I’ve mentioned many times in the past that every WordPress theme since Twenty Ten is essentially the same as each that proceeded it. Of course, functions were added and deprecated and standards changed to accommodate the changing internet landscape, but for the most part the core guts of the default themes have been more or less the same. It could be argued that the Twenty Nineteen theme is the most different but its core guts are still essentially the same. It’s the biggest area of note is the absence of the sidebar.php template which would be a bit more, but all of its content has just been moved to the footer.

In nine years, the internet, the way people use the internet, and the expectation of its users have changed quite drastically, though the WordPress Core themes have not.

I’m not saying that WordPress is wrong. They do set the standard and their goal has typically been to build something for the majority which their themes do accomplish. I’m just saying that when building a new theme, we might think about users a bit more specifically.

My Personal Assumptions

My assumptions about what a website, and as such a theme, should be can be summed up in three words: simple, clean, and focused. With the inundation of media and content at every waking hour, our attention is divided too thinly to make any real impact on the user if it requires work to filter through all of your content without some help.


For a basic website, unless you’re an eCommerce store, you don’t need drop downs or more than a few pages. There’s a lot of default information that isn’t typically relevant for most users either, such as post author, tags, number of comments, etc. A user probably only really needs to know when a post was published and maybe in which category it was published. Unless your website has carved out a section specific to authors and their content, the author is unimportant. They’ve come to your website because of your brand or already understand that the content is of a singular entity.


Clean, like simple, is about keeping things concise. But in this case, ‘clean’ references your design and layout. If users can’t find what they’re looking for, you’re probably overthinking your design and muddying the layout waters. Think of a website like a set of step-by-step instructions.

  1. Find page
  2. Click link
  3. Read article
  4. Sign up
  5. Repeat

If at any point users get distracted or lost, your mission isn’t clear enough and needs to be readdressed.


Your website and your theme need focus. They have a goal in mind. The goal can be as simple as, “This is JUST a blog,” to “People NEED to see the most recent blog post,” to “Images are the MOST important thing.” Your intended focus will determine the structure of your website.
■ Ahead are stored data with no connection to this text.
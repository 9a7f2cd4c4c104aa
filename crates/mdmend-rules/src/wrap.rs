//! Long-line rewrapping.
//!
//! Lengths and offsets are counted in characters, not bytes.

use crate::classify::{is_emphasis_line, is_fence_marker, is_heading, is_list_item, is_table_row};
use crate::config::FixConfig;

/// Break characters in priority order. `keep` means the character stays at
/// the end of the first line; otherwise it is dropped at the break.
const BREAK_CLASSES: &[(&[char], bool)] = &[
    (&['.', '!', '?'], true),
    (&[','], true),
    (&[';'], true),
    (&[' '], false),
    (&['-'], true),
];

/// The subset of [`FixConfig`] that shapes a wrap.
#[derive(Debug, Clone, Copy, PartialEq)]
pub struct WrapPolicy {
    pub max_line_length: usize,
    pub break_fraction: f64,
    pub url_length_factor: f64,
}

impl From<&FixConfig> for WrapPolicy {
    fn from(config: &FixConfig) -> Self {
        Self {
            max_line_length: config.max_line_length,
            break_fraction: config.break_fraction,
            url_length_factor: config.url_length_factor,
        }
    }
}

impl Default for WrapPolicy {
    fn default() -> Self {
        WrapPolicy::from(&FixConfig::default())
    }
}

#[derive(Debug, Clone, Copy, PartialEq, Eq)]
struct BreakPoint {
    /// End (exclusive) of the first part.
    head_end: usize,
    /// Start of the continuation.
    tail_start: usize,
}

/// Split an over-long line into its first part and indented continuations.
///
/// Every continuation is indented two spaces deeper than `line` and is split
/// again until it fits or has no usable break, so the result is stable under
/// a second call on any of its pieces. Returns `None` when the line fits, is
/// not safe to split (heading, fence, table row, short-enough URL line), or
/// has no usable break.
pub fn wrap_line(line: &str, policy: &WrapPolicy) -> Option<Vec<String>> {
    if is_heading(line) {
        return None;
    }
    let (head, mut rest) = split_once(line, policy)?;
    let indent: String = line.chars().take_while(|c| *c == ' ' || *c == '\t').collect();

    let mut pieces = vec![head];
    loop {
        let continuation = format!("{indent}  {rest}");
        match split_once(&continuation, policy) {
            Some((head, tail)) => {
                pieces.push(head);
                rest = tail;
            }
            None => {
                pieces.push(continuation);
                return Some(pieces);
            }
        }
    }
}

/// One break: the first part (indent kept, right-trimmed) and the remaining
/// text with its leading whitespace removed.
fn split_once(line: &str, policy: &WrapPolicy) -> Option<(String, String)> {
    let chars: Vec<char> = line.chars().collect();
    let max = policy.max_line_length;
    if max == 0 || chars.len() <= max {
        return None;
    }
    if is_fence_marker(line) || is_table_row(line) {
        return None;
    }
    if line.contains("://") && (chars.len() as f64) < max as f64 * policy.url_length_factor {
        return None;
    }

    let point = choose_break(&chars, max, policy.break_fraction)?;
    Some(parts(&chars, point))
}

fn parts(chars: &[char], point: BreakPoint) -> (String, String) {
    let head: String = chars[..point.head_end].iter().collect();
    let tail: String = chars[point.tail_start..].iter().collect();
    (
        head.trim_end_matches([' ', '\t']).to_string(),
        tail.trim_start_matches([' ', '\t']).to_string(),
    )
}

/// A break is usable when both sides keep visible text and neither side
/// reads as a different block once split: the continuation must not open a
/// list, heading, table or fence, and the first part must not become a
/// whole-line emphasis.
fn usable(chars: &[char], point: BreakPoint) -> bool {
    let (head, tail) = parts(chars, point);
    !head.trim().is_empty()
        && !tail.is_empty()
        && !is_emphasis_line(&head)
        && !is_fence_marker(&tail)
        && !is_list_item(&tail)
        && !is_heading(&tail)
        && !is_table_row(&tail)
}

fn choose_break(chars: &[char], max: usize, fraction: f64) -> Option<BreakPoint> {
    let threshold = max as f64 * fraction;
    for &(class, keep) in BREAK_CLASSES {
        // A kept character must still fit on the first line.
        let limit = if keep { max - 1 } else { max };
        let found = (0..=limit.min(chars.len() - 1))
            .rev()
            .take_while(|&i| i as f64 > threshold)
            .filter(|&i| class.contains(&chars[i]) && (!keep || is_word_end(chars, i)))
            .map(|i| {
                if keep {
                    BreakPoint {
                        head_end: i + 1,
                        tail_start: i + 1,
                    }
                } else {
                    BreakPoint {
                        head_end: i,
                        tail_start: i + 1,
                    }
                }
            })
            .find(|&point| usable(chars, point));
        if found.is_some() {
            return found;
        }
    }
    let hard = BreakPoint {
        head_end: max,
        tail_start: max,
    };
    usable(chars, hard).then_some(hard)
}

/// Punctuation only counts as a break when it ends a word, so `1.5` and
/// `example.com` stay whole. Hyphens may split compound words.
fn is_word_end(chars: &[char], i: usize) -> bool {
    if chars[i] == '-' {
        return i > 0 && !chars[i - 1].is_whitespace();
    }
    chars.get(i + 1).map_or(true, |c| c.is_whitespace())
}
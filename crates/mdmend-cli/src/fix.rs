//! The fix driver: rewrite (or check) each discovered file.

use std::fs;
use std::path::Path;

use mdmend_rules::{expand_powershell_aliases, Diagnostic, Pipeline, RewriteResult};
use mdmend_types::Result;

#[derive(Debug, Clone, Copy, PartialEq, Eq)]
pub enum FixMode {
    /// Write changed files back.
    Write,
    /// Report what would change; touch nothing.
    Check,
}

#[derive(Debug, Clone, PartialEq, Eq)]
pub enum FileOutcome {
    Fixed { fixes: usize },
    WouldChange { diagnostics: Vec<Diagnostic> },
    Unchanged,
    Failed(String),
}

/// Run counters, returned by [`fix_files`].
#[derive(Debug, Clone, Copy, Default, PartialEq, Eq)]
pub struct FixSummary {
    pub processed: usize,
    /// Files rewritten, or in check mode files that would be.
    pub fixed: usize,
    pub unchanged: usize,
    pub failed: usize,
}

impl FixSummary {
    fn record(&mut self, outcome: &FileOutcome) {
        self.processed += 1;
        match outcome {
            FileOutcome::Fixed { .. } | FileOutcome::WouldChange { .. } => self.fixed += 1,
            FileOutcome::Unchanged => self.unchanged += 1,
            FileOutcome::Failed(_) => self.failed += 1,
        }
    }
}

fn is_powershell(path: &Path) -> bool {
    path.extension()
        .and_then(|e| e.to_str())
        .is_some_and(|e| e.eq_ignore_ascii_case("ps1"))
}

/// Rewrite one file. PowerShell scripts get alias expansion; everything else
/// goes through the Markdown pipeline.
pub fn fix_file(path: &Path, pipeline: &Pipeline, mode: FixMode) -> Result<FileOutcome> {
    let text = fs::read_to_string(path)?;
    let powershell = is_powershell(path);
    let result: RewriteResult = if powershell {
        expand_powershell_aliases(&text)
    } else {
        pipeline.apply(&text)
    };

    if !result.changed {
        return Ok(FileOutcome::Unchanged);
    }
    match mode {
        FixMode::Write => {
            fs::write(path, &result.text)?;
            tracing::debug!(path = %path.display(), fixes = result.fixes.len(), passes = result.passes, "Rewrote file");
            Ok(FileOutcome::Fixed {
                fixes: result.fixes.len(),
            })
        }
        FixMode::Check => {
            let diagnostics = if powershell { Vec::new() } else { pipeline.diagnose(&text) };
            Ok(FileOutcome::WouldChange { diagnostics })
        }
    }
}

/// Process every file, reporting each outcome to `on_file`. A file that
/// cannot be read or written is counted as failed and the run goes on.
pub fn fix_files(
    files: &[impl AsRef<Path>],
    pipeline: &Pipeline,
    mode: FixMode,
    mut on_file: impl FnMut(&Path, &FileOutcome),
) -> FixSummary {
    let mut summary = FixSummary::default();
    for path in files {
        let path = path.as_ref();
        let outcome = fix_file(path, pipeline, mode).unwrap_or_else(|e| {
            tracing::warn!(path = %path.display(), error = %e, "Could not process file");
            FileOutcome::Failed(e.to_string())
        });
        on_file(path, &outcome);
        summary.record(&outcome);
    }
    summary
}
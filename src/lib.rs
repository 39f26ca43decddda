mod message;
mod outdir;
mod tool;

use std::ffi::OsString;
use std::io;
use std::path::PathBuf;

use anyhow::Result;
use clap::error::ErrorKind;
use clap::Parser;

use crate::message::Message;
use crate::outdir::OutputDir;
pub use crate::tool::{Sharp, ToolOutput, ToolRunner};

/// Usage line reported to the caller when the arguments do not parse.
pub const USAGE: &str = "Usage: splat-gen <input_image> <output_dir>";

#[derive(Parser, Debug)]
#[command(about = "Generate a 3D Gaussian splat from an image using SHARP")]
struct Cli {
    /// Image to reconstruct
    input_image: PathBuf,

    /// Directory the generated .ply splat is written to (created if missing)
    output_dir: PathBuf,
}

/// Drives one splat generation: validate arguments, prepare the output
/// directory, run the tool, report the result as JSON on `out`.
///
/// Returns the process exit code. Anticipated failures (bad usage, missing
/// input, tool failure, missing output) are reported as a single JSON error
/// object and exit code 1; unexpected OS-level failures propagate as errors.
pub fn run<I, T, R, W>(args: I, runner: &R, out: &mut W) -> Result<i32>
where
    I: IntoIterator<Item = T>,
    T: Into<OsString> + Clone,
    R: ToolRunner,
    W: io::Write,
{
    let Cli {
        input_image,
        output_dir,
    } = match Cli::try_parse_from(args) {
        Ok(cli) => cli,
        Err(e) if e.kind() == ErrorKind::DisplayHelp => {
            e.print()?;
            return Ok(0);
        }
        Err(_) => {
            Message::error(USAGE).emit(out)?;
            return Ok(1);
        }
    };

    if !input_image.exists() {
        Message::error(format!("Input image not found: {}", input_image.display())).emit(out)?;
        return Ok(1);
    }

    let output_dir = OutputDir::prepare(output_dir)?;

    Message::starting().emit(out)?;
    let result = runner.predict(&input_image, output_dir.path())?;

    if !result.success() {
        Message::error(format!("SHARP failed: {}", result.stderr)).emit(out)?;
        return Ok(1);
    }

    match output_dir.first_ply()? {
        Some(ply) => {
            Message::complete(ply).emit(out)?;
            Ok(0)
        }
        None => {
            Message::error("No .ply file generated").emit(out)?;
            Ok(1)
        }
    }
}
use std::fs;
use std::path::{Path, PathBuf};

use anyhow::{Context, Result};

/// The directory the external tool writes its splat into.
pub struct OutputDir {
    directory: PathBuf,
}

impl OutputDir {
    /// Creates the directory and all missing parents. Idempotent: an already
    /// existing directory is not an error.
    pub fn prepare(directory: PathBuf) -> Result<Self> {
        fs::create_dir_all(&directory)
            .with_context(|| format!("Cannot create output directory {directory:?}"))?;
        Ok(OutputDir { directory })
    }

    pub fn path(&self) -> &Path {
        &self.directory
    }

    /// First `.ply` entry in directory enumeration order, if any.
    ///
    /// The order is whatever the filesystem yields; callers that need a
    /// deterministic pick should arrange for a single candidate.
    pub fn first_ply(&self) -> Result<Option<PathBuf>> {
        for entry in fs::read_dir(&self.directory)
            .with_context(|| format!("Cannot read output directory {:?}", self.directory))?
        {
            let path = entry?.path();
            if path.extension() == Some("ply".as_ref()) {
                return Ok(Some(path));
            }
        }
        Ok(None)
    }
}

#[cfg(test)]
mod tests {
    use super::*;

    #[test]
    fn prepare_creates_missing_parents() {
        let tmp = tempfile::tempdir().unwrap();
        let nested = tmp.path().join("a").join("b").join("out");

        let outdir = OutputDir::prepare(nested.clone()).unwrap();

        assert!(nested.is_dir());
        assert_eq!(outdir.path(), nested);
    }

    #[test]
    fn prepare_is_idempotent() {
        let tmp = tempfile::tempdir().unwrap();
        let path = tmp.path().join("out");

        OutputDir::prepare(path.clone()).unwrap();
        OutputDir::prepare(path.clone()).unwrap();

        assert!(path.is_dir());
    }

    #[test]
    fn first_ply_in_empty_directory_is_none() {
        let tmp = tempfile::tempdir().unwrap();
        let outdir = OutputDir::prepare(tmp.path().join("out")).unwrap();

        assert_eq!(outdir.first_ply().unwrap(), None);
    }

    #[test]
    fn first_ply_skips_other_extensions() {
        let tmp = tempfile::tempdir().unwrap();
        let outdir = OutputDir::prepare(tmp.path().join("out")).unwrap();
        fs::write(outdir.path().join("preview.png"), b"png").unwrap();
        fs::write(outdir.path().join("log.txt"), b"log").unwrap();

        assert_eq!(outdir.first_ply().unwrap(), None);
    }

    #[test]
    fn first_ply_finds_generated_splat() {
        let tmp = tempfile::tempdir().unwrap();
        let outdir = OutputDir::prepare(tmp.path().join("out")).unwrap();
        fs::write(outdir.path().join("preview.png"), b"png").unwrap();
        fs::write(outdir.path().join("model.ply"), b"ply").unwrap();

        let found = outdir.first_ply().unwrap();
        assert_eq!(found, Some(outdir.path().join("model.ply")));
    }
}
The main point here is that if your theme is intended to focus the user’s eye and content in a certain place, make sure that your execution is clear. And don’t try to over complicate that goal.

A photo image of a soccer ball sitting on a green playing field with the soccer goal sitting in the background.

As We Continue

If I had my druthers, I would completely remove things from WordPress Core. But I don’t want to maintain my own fork of WordPress; and for all its flaws, it’s pretty solid as it is. This means we need to support things in our theme even if we don’t feel they’re necessary, specifically if you plan on submitting your theme to the Theme Repo. I personally don’t find widgets or certain archive templates necessary for most people, and I certainly have feelings about WordPress comments, but I still support their functionality because I am not every person.

Be as opinionated as you want and push those boundaries, but know your audience.